Podía estar horas relatando lo que sabe, sus experiencias en diferentes trabajos del Valle y la cordillera. Miraba a los compañeros con los que vive y juraba que a veces le da pena, por eso quería que se mejore el mundo. Con convicción decía que no le teme a la muerte, el que manda es Dios, pero como buen minero, no tiene planes de ir al cielo.

—Cuando morimos, vamos abajo nomás, — y volvió a enseñar su mano callosa. Despacio señaló el suelo con su dedo índice, y lo hizo girar, como intentando enterrarlo en la tierra. Luego sus ojos se achinaron, para acusar que debajo del barbijo había una sonrisa y volvió a su silla.
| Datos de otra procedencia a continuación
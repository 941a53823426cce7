use std::io::Cursor;
use std::path::Path;

use chrono::Duration;
use reqwest::{Client, StatusCode};
use serde::de::DeserializeOwned;
use serde_json::{Value, json};
use tempfile::TempDir;
use tokio::net::TcpListener;
use tokio::task::AbortHandle;
use userdesk::application::routes::app_router;
use userdesk::application::services::SeedService;
use userdesk::application::services::seed::SeedData;
use userdesk::application::state::{AppState, AppStateConfig};
use userdesk::domain::users::Account;
use userdesk::infrastructure::auth::TokenCodec;
use userdesk::infrastructure::database::{Database, DatabasePool};

pub const PASSWORD: &str = "correct horse battery";
pub const JWT_SECRET: &[u8] = b"integration-test-secret";

pub struct TestApp {
    pub address: String,
    pub pool: DatabasePool,
    pub seed_service: SeedService,
    pub client: Client,
    media_root: TempDir,
    server_handle: AbortHandle,
}

impl TestApp {
    pub fn api_url(&self, path: &str) -> String {
        format!("{}/api/v1{}", self.address, path)
    }

    pub fn media_root(&self) -> &Path {
        self.media_root.path()
    }

    /// Files currently stored under `media/profile_pics`.
    pub fn stored_pictures(&self) -> Vec<String> {
        let dir = self.media_root().join("profile_pics");
        let Ok(entries) = std::fs::read_dir(dir) else {
            return Vec::new();
        };
        entries
            .filter_map(Result::ok)
            .map(|e| e.file_name().to_string_lossy().into_owned())
            .collect()
    }

    pub async fn get(&self, path: &str) -> reqwest::Response {
        self.client
            .get(self.api_url(path))
            .send()
            .await
            .expect("Failed to send request")
    }

    pub async fn post_json(&self, path: &str, body: &Value) -> reqwest::Response {
        self.client
            .post(self.api_url(path))
            .json(body)
            .send()
            .await
            .expect("Failed to send request")
    }

    pub async fn count(&self, table: &str) -> i64 {
        sqlx::query_scalar(&format!("SELECT COUNT(*) FROM {table}"))
            .fetch_one(&self.pool)
            .await
            .expect("Failed to count rows")
    }
}

impl Drop for TestApp {
    fn drop(&mut self) {
        self.server_handle.abort();
    }
}

pub async fn spawn_app() -> TestApp {
    let database = Database::connect("sqlite::memory:")
        .await
        .expect("Failed to connect to in-memory database");
    let media_root = tempfile::tempdir().expect("Failed to create media root");

    let state = AppState::from_database(
        &database,
        AppStateConfig {
            tokens: test_codec(),
            media_root: media_root.path().to_path_buf(),
            bcrypt_cost: 4,
        },
    );
    let seed_service = state.seed_service.clone();
    let app = app_router(state);

    let listener = TcpListener::bind("127.0.0.1:0")
        .await
        .expect("Failed to bind to random port");
    let local_addr = listener.local_addr().expect("Failed to get local address");
    let address = format!("http://{local_addr}");

    let server_handle = tokio::spawn(async move {
        axum::serve(
            listener,
            app.into_make_service_with_connect_info::<std::net::SocketAddr>(),
        )
        .await
        .expect("Server failed to start");
    })
    .abort_handle();

    TestApp {
        address,
        pool: database.clone_pool(),
        seed_service,
        client: Client::new(),
        media_root,
        server_handle,
    }
}

/// Same signing setup as the server under test.
pub fn test_codec() -> TokenCodec {
    TokenCodec::new(JWT_SECRET, Duration::minutes(5), Duration::hours(24))
}

pub async fn create_account(app: &TestApp, username: &str) -> Account {
    let response = app
        .post_json(
            "/users",
            &json!({
                "username": username,
                "email": format!("{username}@example.com"),
                "password": PASSWORD,
            }),
        )
        .await;
    assert_eq!(response.status(), StatusCode::CREATED);
    response.json().await.expect("Failed to parse account")
}

/// Log in and return the raw response body.
pub async fn login(app: &TestApp, username: &str, password: &str) -> reqwest::Response {
    app.post_json(
        "/auth/login",
        &json!({ "username": username, "password": password }),
    )
    .await
}

/// Create an account, log it in, and return it with its access and refresh tokens.
pub async fn logged_in_account(app: &TestApp, username: &str) -> (Account, String, String) {
    let account = create_account(app, username).await;
    let response = login(app, username, PASSWORD).await;
    assert_eq!(response.status(), StatusCode::OK);
    let body: Value = response.json().await.expect("Failed to parse login");
    let access = body["tokens"]["access"].as_str().unwrap().to_string();
    let refresh = body["tokens"]["refresh"].as_str().unwrap().to_string();
    (account, access, refresh)
}

pub async fn error_code(response: reqwest::Response) -> String {
    let body: Value = response.json().await.expect("Failed to parse error body");
    body["code"].as_str().unwrap_or_default().to_string()
}

pub async fn json_body<T: DeserializeOwned>(response: reqwest::Response) -> T {
    response.json().await.expect("Failed to parse response body")
}

pub async fn seed(app: &TestApp, document: &Value) {
    let data = SeedData::from_json(&document.to_string()).expect("valid seed document");
    app.seed_service.load(data).await.expect("Failed to seed");
}

pub fn tiny_png() -> Vec<u8> {
    let image = image::RgbImage::from_pixel(2, 2, image::Rgb([200, 40, 40]));
    let mut bytes = Cursor::new(Vec::new());
    image
        .write_to(&mut bytes, image::ImageFormat::Png)
        .expect("Failed to encode PNG");
    bytes.into_inner()
}
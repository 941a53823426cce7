use anyhow::Result;
use clap::{Args, Subcommand};

use super::print_json;
use crate::domain::ids::{AuthorProfileId, BookId, ReaderId};
use crate::infrastructure::client::UserdeskClient;

#[derive(Debug, Args)]
pub struct IdArgs {
    #[arg(long)]
    pub id: i64,
}

/// `list` and `get` subcommands for a read-only listing.
macro_rules! define_listing_commands {
    ($commands:ident, $run:ident, $noun:literal, $id:ty, $list:ident, $get:ident) => {
        #[derive(Debug, Subcommand)]
        pub enum $commands {
            #[command(about = concat!("List all ", $noun, "s"))]
            List,
            #[command(about = concat!("Get a ", $noun, " by ID"))]
            Get(IdArgs),
        }

        pub async fn $run(client: &UserdeskClient, cmd: $commands) -> Result<()> {
            let library = client.library();
            match cmd {
                $commands::List => print_json(&library.$list().await?),
                $commands::Get(c) => print_json(&library.$get(<$id>::new(c.id)).await?),
            }
        }
    };
}

define_listing_commands!(
    ProfileCommands,
    run_profiles,
    "author profile",
    AuthorProfileId,
    list_profiles,
    get_profile
);
define_listing_commands!(BookCommands, run_books, "book", BookId, list_books, get_book);
define_listing_commands!(
    ReaderCommands,
    run_readers,
    "reader",
    ReaderId,
    list_readers,
    get_reader
);
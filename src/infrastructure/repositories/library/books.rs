use async_trait::async_trait;
use sqlx::query_as;

use super::author_profiles::AuthorProfileRecord;
use crate::domain::RepositoryError;
use crate::domain::books::{Book, NewBook};
use crate::domain::ids::BookId;
use crate::domain::repositories::BookRepository;
use crate::infrastructure::database::DatabasePool;

/// Books joined with their author profile and that profile's account, so a
/// listing is one round trip.
const BOOK_SELECT: &str = r"SELECT b.id, b.title,
          ap.id AS author_id, ap.bio, ap.website,
          a.id AS account_id, a.username, a.email
   FROM books b
   JOIN author_profiles ap ON ap.id = b.author_id
   JOIN accounts a ON a.id = ap.account_id";

#[derive(Clone)]
pub struct SqlBookRepository {
    pool: DatabasePool,
}

impl SqlBookRepository {
    pub fn new(pool: DatabasePool) -> Self {
        Self { pool }
    }

    fn into_domain(record: BookRecord) -> Book {
        Book {
            id: BookId::from(record.id),
            title: record.title,
            author: record.author.into_domain(),
        }
    }
}

#[async_trait]
impl BookRepository for SqlBookRepository {
    async fn insert(&self, book: NewBook) -> Result<Book, RepositoryError> {
        let book = book.normalize();

        let (id,): (i64,) =
            query_as("INSERT INTO books (title, author_id) VALUES (?, ?) RETURNING id")
                .bind(&book.title)
                .bind(i64::from(book.author_id))
                .fetch_one(&self.pool)
                .await
                .map_err(|err| {
                    if let sqlx::Error::Database(db_err) = &err
                        && db_err.is_foreign_key_violation()
                    {
                        return RepositoryError::conflict("author profile does not exist");
                    }
                    RepositoryError::unexpected(err.to_string())
                })?;

        self.get(BookId::from(id)).await
    }

    async fn get(&self, id: BookId) -> Result<Book, RepositoryError> {
        let sql = format!("{BOOK_SELECT} WHERE b.id = ?");
        query_as::<_, BookRecord>(&sql)
            .bind(i64::from(id))
            .fetch_optional(&self.pool)
            .await
            .map_err(|err| RepositoryError::unexpected(err.to_string()))?
            .map(Self::into_domain)
            .ok_or(RepositoryError::NotFound)
    }

    async fn get_by_title(&self, title: &str) -> Result<Book, RepositoryError> {
        let sql = format!("{BOOK_SELECT} WHERE b.title = ? ORDER BY b.id ASC LIMIT 1");
        query_as::<_, BookRecord>(&sql)
            .bind(title.trim())
            .fetch_optional(&self.pool)
            .await
            .map_err(|err| RepositoryError::unexpected(err.to_string()))?
            .map(Self::into_domain)
            .ok_or(RepositoryError::NotFound)
    }

    async fn list(&self) -> Result<Vec<Book>, RepositoryError> {
        let sql = format!("{BOOK_SELECT} ORDER BY b.id ASC");
        let records = query_as::<_, BookRecord>(&sql)
            .fetch_all(&self.pool)
            .await
            .map_err(|err| RepositoryError::unexpected(err.to_string()))?;

        Ok(records.into_iter().map(Self::into_domain).collect())
    }
}

#[derive(Debug, sqlx::FromRow)]
struct BookRecord {
    id: i64,
    title: String,
    #[sqlx(flatten)]
    author: AuthorProfileRecord,
}
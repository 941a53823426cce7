pub mod auth;
pub mod errors;
pub mod rate_limit;
pub mod routes;
pub mod server;
pub mod services;
pub mod state;

pub use server::{ServerConfig, serve};
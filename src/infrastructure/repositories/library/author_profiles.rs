use async_trait::async_trait;
use sqlx::query_as;

use crate::domain::RepositoryError;
use crate::domain::author_profiles::{AuthorProfile, NewAuthorProfile};
use crate::domain::ids::{AccountId, AuthorProfileId};
use crate::domain::repositories::AuthorProfileRepository;
use crate::domain::users::AccountSummary;
use crate::infrastructure::database::DatabasePool;

/// Profile columns joined with the owning account, shared with the book queries.
pub(crate) const AUTHOR_SELECT: &str = r"SELECT ap.id AS author_id, ap.bio, ap.website,
          a.id AS account_id, a.username, a.email
   FROM author_profiles ap
   JOIN accounts a ON a.id = ap.account_id";

#[derive(Clone)]
pub struct SqlAuthorProfileRepository {
    pool: DatabasePool,
}

impl SqlAuthorProfileRepository {
    pub fn new(pool: DatabasePool) -> Self {
        Self { pool }
    }

    async fn fetch_one_where(
        &self,
        clause: &'static str,
        value: i64,
    ) -> Result<AuthorProfile, RepositoryError> {
        let sql = format!("{AUTHOR_SELECT} WHERE {clause} = ?");
        query_as::<_, AuthorProfileRecord>(&sql)
            .bind(value)
            .fetch_optional(&self.pool)
            .await
            .map_err(|err| RepositoryError::unexpected(err.to_string()))?
            .map(AuthorProfileRecord::into_domain)
            .ok_or(RepositoryError::NotFound)
    }
}

#[async_trait]
impl AuthorProfileRepository for SqlAuthorProfileRepository {
    async fn insert(&self, profile: NewAuthorProfile) -> Result<AuthorProfile, RepositoryError> {
        let profile = profile.normalize();

        let (id,): (i64,) = query_as(
            "INSERT INTO author_profiles (account_id, bio, website) VALUES (?, ?, ?) RETURNING id",
        )
        .bind(i64::from(profile.account_id))
        .bind(&profile.bio)
        .bind(profile.website.as_deref())
        .fetch_one(&self.pool)
        .await
        .map_err(|err| {
            if let sqlx::Error::Database(db_err) = &err {
                if db_err.is_unique_violation() {
                    return RepositoryError::conflict("account already has an author profile");
                }
                if db_err.is_foreign_key_violation() {
                    return RepositoryError::conflict("account does not exist");
                }
            }
            RepositoryError::unexpected(err.to_string())
        })?;

        self.get(AuthorProfileId::from(id)).await
    }

    async fn get(&self, id: AuthorProfileId) -> Result<AuthorProfile, RepositoryError> {
        self.fetch_one_where("ap.id", i64::from(id)).await
    }

    async fn get_by_account(
        &self,
        account_id: AccountId,
    ) -> Result<AuthorProfile, RepositoryError> {
        self.fetch_one_where("ap.account_id", i64::from(account_id))
            .await
    }

    async fn list(&self) -> Result<Vec<AuthorProfile>, RepositoryError> {
        let sql = format!("{AUTHOR_SELECT} ORDER BY ap.id ASC");
        let records = query_as::<_, AuthorProfileRecord>(&sql)
            .fetch_all(&self.pool)
            .await
            .map_err(|err| RepositoryError::unexpected(err.to_string()))?;

        Ok(records
            .into_iter()
            .map(AuthorProfileRecord::into_domain)
            .collect())
    }
}

#[derive(Debug, sqlx::FromRow)]
pub(crate) struct AuthorProfileRecord {
    pub author_id: i64,
    pub bio: String,
    pub website: Option<String>,
    pub account_id: i64,
    pub username: String,
    pub email: String,
}

impl AuthorProfileRecord {
    pub fn into_domain(self) -> AuthorProfile {
        AuthorProfile {
            id: AuthorProfileId::from(self.author_id),
            bio: self.bio,
            website: self.website,
            author: AccountSummary {
                id: AccountId::from(self.account_id),
                username: self.username,
                email: self.email,
            },
        }
    }
}
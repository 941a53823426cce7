use anyhow::Result;

use super::UserdeskClient;
use crate::domain::author_profiles::AuthorProfile;
use crate::domain::books::Book;
use crate::domain::ids::{AuthorProfileId, BookId, ReaderId};
use crate::domain::readers::Reader;

pub struct LibraryClient<'a> {
    client: &'a UserdeskClient,
}

impl<'a> LibraryClient<'a> {
    pub fn new(client: &'a UserdeskClient) -> Self {
        Self { client }
    }

    pub async fn list_profiles(&self) -> Result<Vec<AuthorProfile>> {
        self.client.get_json("api/v1/profiles").await
    }

    pub async fn get_profile(&self, id: AuthorProfileId) -> Result<AuthorProfile> {
        self.client.get_json(&format!("api/v1/profiles/{id}")).await
    }

    pub async fn list_books(&self) -> Result<Vec<Book>> {
        self.client.get_json("api/v1/books").await
    }

    pub async fn get_book(&self, id: BookId) -> Result<Book> {
        self.client.get_json(&format!("api/v1/books/{id}")).await
    }

    pub async fn list_readers(&self) -> Result<Vec<Reader>> {
        self.client.get_json("api/v1/readers").await
    }

    pub async fn get_reader(&self, id: ReaderId) -> Result<Reader> {
        self.client.get_json(&format!("api/v1/readers/{id}")).await
    }
}
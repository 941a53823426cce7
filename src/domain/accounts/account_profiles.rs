use chrono::{DateTime, Utc};
use serde::{Deserialize, Serialize};

use crate::domain::ids::{AccountId, AccountProfileId};

/// Per-account profile, created lazily on the first picture upload.
#[derive(Debug, Clone, PartialEq, Eq, Serialize, Deserialize)]
pub struct AccountProfile {
    pub id: AccountProfileId,
    pub account_id: AccountId,
    pub picture: Option<PictureRef>,
    pub updated_at: DateTime<Utc>,
}

/// Where a stored picture lives and how to hand it back.
#[derive(Debug, Clone, PartialEq, Eq, Serialize, Deserialize)]
pub struct PictureRef {
    /// Storage key relative to the media root, e.g. `profile_pics/<uuid>-me.png`.
    pub path: String,
    pub filename: String,
    pub content_type: String,
}

/// A picture as received from a client.
#[derive(Debug, Clone)]
pub struct PictureUpload {
    pub filename: Option<String>,
    pub data: Vec<u8>,
}

/// A stored picture ready to be sent to a client.
#[derive(Debug, Clone)]
pub struct PictureDownload {
    pub filename: String,
    pub content_type: String,
    pub data: Vec<u8>,
}

pub const PICTURE_DIRECTORY: &str = "profile_pics";
const FALLBACK_FILENAME: &str = "picture";
const MAX_FILENAME_LEN: usize = 100;

/// Reduce a client-supplied filename to a safe basename.
///
/// Path components are dropped and anything outside `[A-Za-z0-9._-]` becomes
/// `_`. Leading dots are stripped so the result can never be hidden or `..`.
pub fn sanitize_filename(raw: Option<&str>) -> String {
    let base = raw
        .unwrap_or_default()
        .rsplit(['/', '\\'])
        .next()
        .unwrap_or_default();

    let cleaned: String = base
        .chars()
        .map(|c| {
            if c.is_ascii_alphanumeric() || matches!(c, '.' | '-' | '_') {
                c
            } else {
                '_'
            }
        })
        .collect();
    let cleaned = cleaned.trim_start_matches('.');

    if cleaned.is_empty() {
        FALLBACK_FILENAME.to_string()
    } else {
        cleaned.chars().take(MAX_FILENAME_LEN).collect()
    }
}
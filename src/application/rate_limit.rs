use std::collections::HashMap;
use std::future::Future;
use std::net::{IpAddr, SocketAddr};
use std::pin::Pin;
use std::sync::{Arc, Mutex};
use std::task::{Context, Poll};
use std::time::{Duration, Instant};

use axum::Json;
use axum::body::Body;
use axum::extract::ConnectInfo;
use axum::http::{HeaderValue, Request, StatusCode, header};
use axum::response::{IntoResponse, Response};
use tower::{Layer, Service};
use tracing::warn;

use crate::application::errors::ErrorResponse;

struct Bucket {
    tokens: f64,
    last_refill: Instant,
}

struct Buckets {
    by_ip: HashMap<IpAddr, Bucket>,
    last_sweep: Option<Instant>,
}

struct RateLimiter {
    buckets: Mutex<Buckets>,
    capacity: f64,
    refill_per_sec: f64,
    window: Duration,
}

impl RateLimiter {
    fn new(capacity: u32, window: Duration) -> Self {
        Self {
            buckets: Mutex::new(Buckets {
                by_ip: HashMap::new(),
                last_sweep: None,
            }),
            capacity: f64::from(capacity),
            refill_per_sec: f64::from(capacity) / window.as_secs_f64(),
            window,
        }
    }

    fn refilled(&self, bucket: &Bucket, now: Instant) -> f64 {
        let elapsed = now.saturating_duration_since(bucket.last_refill).as_secs_f64();
        (bucket.tokens + elapsed * self.refill_per_sec).min(self.capacity)
    }

    /// Take a token for `ip`, or report how long until one is available.
    fn acquire(&self, ip: IpAddr, now: Instant) -> Result<(), Duration> {
        let mut buckets = self
            .buckets
            .lock()
            .unwrap_or_else(std::sync::PoisonError::into_inner);

        // A full bucket is indistinguishable from a fresh one, so drop them
        // once per window.
        let sweep_due = buckets
            .last_sweep
            .is_none_or(|last| now.saturating_duration_since(last) >= self.window);
        if sweep_due {
            buckets
                .by_ip
                .retain(|_, bucket| self.refilled(bucket, now) < self.capacity);
            buckets.last_sweep = Some(now);
        }

        let capacity = self.capacity;
        let bucket = buckets.by_ip.entry(ip).or_insert(Bucket {
            tokens: capacity,
            last_refill: now,
        });

        bucket.tokens = self.refilled(bucket, now);
        bucket.last_refill = now;

        if bucket.tokens >= 1.0 {
            bucket.tokens -= 1.0;
            Ok(())
        } else {
            let missing = 1.0 - bucket.tokens;
            Err(Duration::from_secs_f64(missing / self.refill_per_sec))
        }
    }

    #[cfg(test)]
    fn tracked(&self) -> usize {
        self.buckets
            .lock()
            .unwrap_or_else(std::sync::PoisonError::into_inner)
            .by_ip
            .len()
    }
}

/// Per-IP token bucket in front of the credential endpoints.
///
/// Requests without `ConnectInfo` are let through.
#[derive(Clone)]
pub struct RateLimitLayer {
    limiter: Arc<RateLimiter>,
}

impl RateLimitLayer {
    pub fn per_minute(requests: u32) -> Self {
        Self {
            limiter: Arc::new(RateLimiter::new(requests, Duration::from_secs(60))),
        }
    }
}

impl<S> Layer<S> for RateLimitLayer {
    type Service = RateLimitService<S>;

    fn layer(&self, inner: S) -> Self::Service {
        RateLimitService {
            inner,
            limiter: Arc::clone(&self.limiter),
        }
    }
}

#[derive(Clone)]
pub struct RateLimitService<S> {
    inner: S,
    limiter: Arc<RateLimiter>,
}

impl<S> Service<Request<Body>> for RateLimitService<S>
where
    S: Service<Request<Body>, Response = Response> + Clone + Send + 'static,
    S::Future: Send,
{
    type Response = Response;
    type Error = S::Error;
    type Future = Pin<Box<dyn Future<Output = Result<Response, S::Error>> + Send>>;

    fn poll_ready(&mut self, cx: &mut Context<'_>) -> Poll<Result<(), Self::Error>> {
        self.inner.poll_ready(cx)
    }

    fn call(&mut self, request: Request<Body>) -> Self::Future {
        let limiter = Arc::clone(&self.limiter);
        let mut inner = self.inner.clone();

        Box::pin(async move {
            let ip = request
                .extensions()
                .get::<ConnectInfo<SocketAddr>>()
                .map(|ci| ci.0.ip());

            if let Some(ip) = ip
                && let Err(wait) = limiter.acquire(ip, Instant::now())
            {
                warn!(%ip, uri = %request.uri(), "auth rate limit exceeded");
                return Ok(too_many_requests(wait));
            }

            inner.call(request).await
        })
    }
}

fn too_many_requests(wait: Duration) -> Response {
    let body = ErrorResponse {
        code: "rate_limited".to_string(),
        message: "too many requests, slow down".to_string(),
    };
    let retry_after = HeaderValue::from(wait.as_secs().max(1));
    (
        StatusCode::TOO_MANY_REQUESTS,
        [(header::RETRY_AFTER, retry_after)],
        Json(body),
    )
        .into_response()
}
use async_trait::async_trait;

use super::StorageError;

/// Path-addressable binary object storage for uploaded pictures.
///
/// Keys are relative, `/`-separated paths such as `profile_pics/abc-me.png`.
#[async_trait]
pub trait PictureStore: Send + Sync {
    async fn save(&self, key: &str, data: &[u8]) -> Result<(), StorageError>;
    async fn load(&self, key: &str) -> Result<Vec<u8>, StorageError>;
    /// Removing a missing object succeeds.
    async fn remove(&self, key: &str) -> Result<(), StorageError>;
}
José Salazar pasó rápido frente él. Venía de dejar un atado de espinacas en la cocina. Caminó hacia el fondo del terreno. En ese lugar convirtió la bronca del encierro en frutas y verduras.

Como sus compañeros, José también llegó desde Chile de joven, cuando la dictadura de Augusto Pinochet los expulsó del país. Antes de la pandemia salía a vender diarios cada mañana, pero desde que pusieron el candado en la puerta la desesperación por no poder juntar su dinero lo bajoneó mucho.

Maricel pensó que sería bueno llevarle semillas, para que pueda mantenerse entretenido y en poco tiempo José hizo milagros.
Con una sonrisa recorría los surcos y mostraba el cilantro, las habas.

José Salazar mata la angustia mientras da vida a sus plantas. Foto: Juan Thomes.

Aprendió todo desde chico, cuando sus abuelos y sus padres en su Comay natal, plantaban grandes extensiones de tomates. También era un niño cuando debió escapar del país. Con solo 17 años, José supo rebuscársela y hoy disfrutaba de hacer crecer allí sus verduras.

—Estaba muy mal con lo de la pandemia, pero ahora, por lo menos tengo algo para hacer. Es muy importante cultivar la tierra, uno sabe que así no se muere de hambre. Creo que sembrar es vivir —decía y sus ojos pequeños, llenos de surcos como su tierra, brillaban.